Western blot analysis of rapamycin vs. DMSO treated PfFBOX01-HA schizont stage parasites showed complete excision of the full-length HA tagged protein and the appearance of the FBOX domain-less HA-NeonGreen protein (Fig. 4c, Fig. S10). Analysis of PfFBOX01-HA parasites across multiple growth cycles showed a rapid decrease in parasitemia upon rapamycin treatment, indicating that PfFBOX01 function was essential for survival of intra-erythrocytic P. falciparum (Fig. 4d). PfFBOX01 expression peaks at schizogony, and consequently we analysed PfFBOX01-HA schizonts treated with DMSO or rapamycin by immunofluorescence analysis (Fig. 4e). In the absence of rapamycin, full-length PfFBOX01 protein localised at the periphery of the developing merozoite. The almost complete knockdown of the PfBOX01 protein expression caused dysregulation of both nuclear division and membrane organisation of schizonts, a phenotype like that of parasites lacking PfSKP1 function. Expression of truncated PfFBOX01 protein was restricted to puncta within the parasite cytoplasm and distinctly away from the apical and basal poles. Electron microscopy of rapamycin-treated PfFBOX01-HA schizonts showed that these parasites had a morphology like that seen for those lacking PfSKP1 function wherein aberrant nuclear division, abnormal merozoite segmentation and the absence of electron-dense rhoptries was observed (Fig. 4f).
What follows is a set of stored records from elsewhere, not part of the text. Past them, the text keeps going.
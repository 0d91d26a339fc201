//! Tracing setup for the ha-platform binary
//!
//! Environment variables:
//!   RUST_LOG    # Log filter (default: info)

use anyhow::{anyhow, Result};
use tracing_subscriber::EnvFilter;

/// Initialize console tracing
pub fn init_tracing() -> Result<()> {
    let filter = EnvFilter::try_from_default_env().unwrap_or_else(|_| EnvFilter::new("info"));

    tracing_subscriber::fmt()
        .with_env_filter(filter)
        .with_target(false)
        .compact()
        .try_init()
        .map_err(|err| anyhow!(err))
}
//! Readiness failures and their HTTP mapping
//!
//! Every database failure becomes the same 503 body; the cause is logged,
//! never sent to the client.

use axum::http::StatusCode;
use axum::response::{IntoResponse, Response};

use crate::error::DbError;

pub const DB_DOWN_BODY: &str = "DB DOWN";

/// Readiness probe could not complete its database round trip
#[derive(Debug, thiserror::Error)]
#[error("readiness probe failed: {0}")]
pub struct ProbeError(#[from] pub DbError);

impl IntoResponse for ProbeError {
    fn into_response(self) -> Response {
        tracing::error!(error = %self.0, "DB health check failed");
        (StatusCode::SERVICE_UNAVAILABLE, DB_DOWN_BODY).into_response()
    }
}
These results suggest that PfFBOX01 functions with PfSKP1, potentially in concert as a complex to regulate viable schizont production.
To determine if lack of PfFBOX01 function influenced the level of other proteins DMSO and rapamycin treated PfFBOX01-HA schizonts were analysed by LC-MS/MS (Fig. 4g). There were no significant changes in the level of proteins within the MCM complex, suggesting that PfFBOX01 was not directly responsible for any change in protein levels of PfMCM4 or other subunits. However, there was an increase in abundance of several essential P. falciparum proteins, upon rapamycin treatment, including protein phosphatase 7 PF3D7_1423300, CRAL/TRIO domain containing protein PF3D7_1127600 and the uncharacterised protein PF3D7_0903600.1. Of these proteins, PF3D7_0903600 was also identified as a specific PfFBOX01 interactor by anti-HA immunoprecipitation (Fig. 4g).
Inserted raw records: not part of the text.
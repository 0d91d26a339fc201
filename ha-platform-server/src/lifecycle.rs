//! Process lifecycle: Starting -> Ready -> Draining -> Terminated
//!
//! The phase lives in a watch channel so any task can observe it. Phases
//! only move forward; there is no way back to `Ready`.

use std::fmt;
use std::sync::Arc;

use tokio::sync::watch;

#[derive(Debug, Clone, Copy, PartialEq, Eq, PartialOrd, Ord)]
pub enum Phase {
    Starting,
    Ready,
    Draining,
    Terminated,
}

impl fmt::Display for Phase {
    fn fmt(&self, f: &mut fmt::Formatter<'_>) -> fmt::Result {
        let name = match self {
            Phase::Starting => "starting",
            Phase::Ready => "ready",
            Phase::Draining => "draining",
            Phase::Terminated => "terminated",
        };
        f.write_str(name)
    }
}

/// Shared handle to the current phase
#[derive(Clone, Debug)]
pub struct Lifecycle {
    sender: Arc<watch::Sender<Phase>>,
}

impl Lifecycle {
    /// Create a lifecycle in `Starting`
    pub fn new() -> Self {
        let (sender, _) = watch::channel(Phase::Starting);
        Self {
            sender: Arc::new(sender),
        }
    }

    pub fn phase(&self) -> Phase {
        *self.sender.borrow()
    }

    /// Move to `next` if it is later than the current phase.
    ///
    /// Returns false (and changes nothing) for repeated or backward moves.
    pub fn advance(&self, next: Phase) -> bool {
        let mut from = Phase::Starting;
        let moved = self.sender.send_if_modified(|current| {
            from = *current;
            if next > *current {
                *current = next;
                true
            } else {
                false
            }
        });

        if moved {
            tracing::info!(from = %from, to = %next, "lifecycle transition");
        } else {
            tracing::warn!(current = %from, requested = %next, "ignored lifecycle transition");
        }
        moved
    }

    pub fn subscribe(&self) -> watch::Receiver<Phase> {
        self.sender.subscribe()
    }

    /// Wait until the lifecycle reaches `phase` or a later one.
    pub async fn wait_for(&self, phase: Phase) {
        let mut rx = self.subscribe();
        // The sender lives in self, so the channel cannot close here
        let _ = rx.wait_for(|current| *current >= phase).await;
    }
}

impl Default for Lifecycle {
    fn default() -> Self {
        Self::new()
    }
}
//! Route handlers

pub mod db_health;
pub mod health;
In human cells, proteins upregulated in the cell upon FBOX deletion tend to be substrates of the associated E3 ligase complex48. To validate the changes in abundance of proteins following knockdown of PfFBOX01-HA the proteins PF3D7_1423300 and PF3D7_0903600.1 were tagged at the C-terminus with FLAG epitopes (Fig. S5 and S13). Anti-FLAG immunoblots of schizont-stage parasites treated with DMSO or rapamycin showed that while almost complete depletion of PfFBOX01 was observed, no significant changes in the levels of the two putative substrate proteins were detected (Fig. S5 and S13). However, immunoprecipitation of PfFBOX01-HA did identify a specific interaction with PF3D7_0903600.1 but not with PF3D7_1423300 (Fig. S5 and S13). Collectively, these results suggest that while PfFBOX01 was present as a PfCullin1-PfSKP1 based complex and the PfFBOX01 protein is essential to produce schizont stage parasites, this E3 ligase complex may not be mediating ubiquitination-dependent degradation of target substrates at this lifecycle stage.
RBX1-SKP1 deletion leads to dysregulation of a DNA-replication complex
To determine if PfCRL complexes played a direct role in regulation of the PfMCM complex immunoprecipitations were performed and analysed by LC-MS/MS. Immunoprecipitation of PfMCM4 tagged with a FLAG epitope (Fig. 5a, Fig. S11) significantly enriched all remaining components of the predicted PfMCM complex PfMCM2/3/5/6/7 as well as the previously characterised PfMCM binding protein (PfMCMBP)49 (Fig. 5b). There was no evidence for the presence of MCM8, 9 accessory proteins in the P. falciparum MCM complex whereas these are present in other eukaryotes50,51. These results identified an MCM complex expressed in the asexual blood stages of P. falciparum.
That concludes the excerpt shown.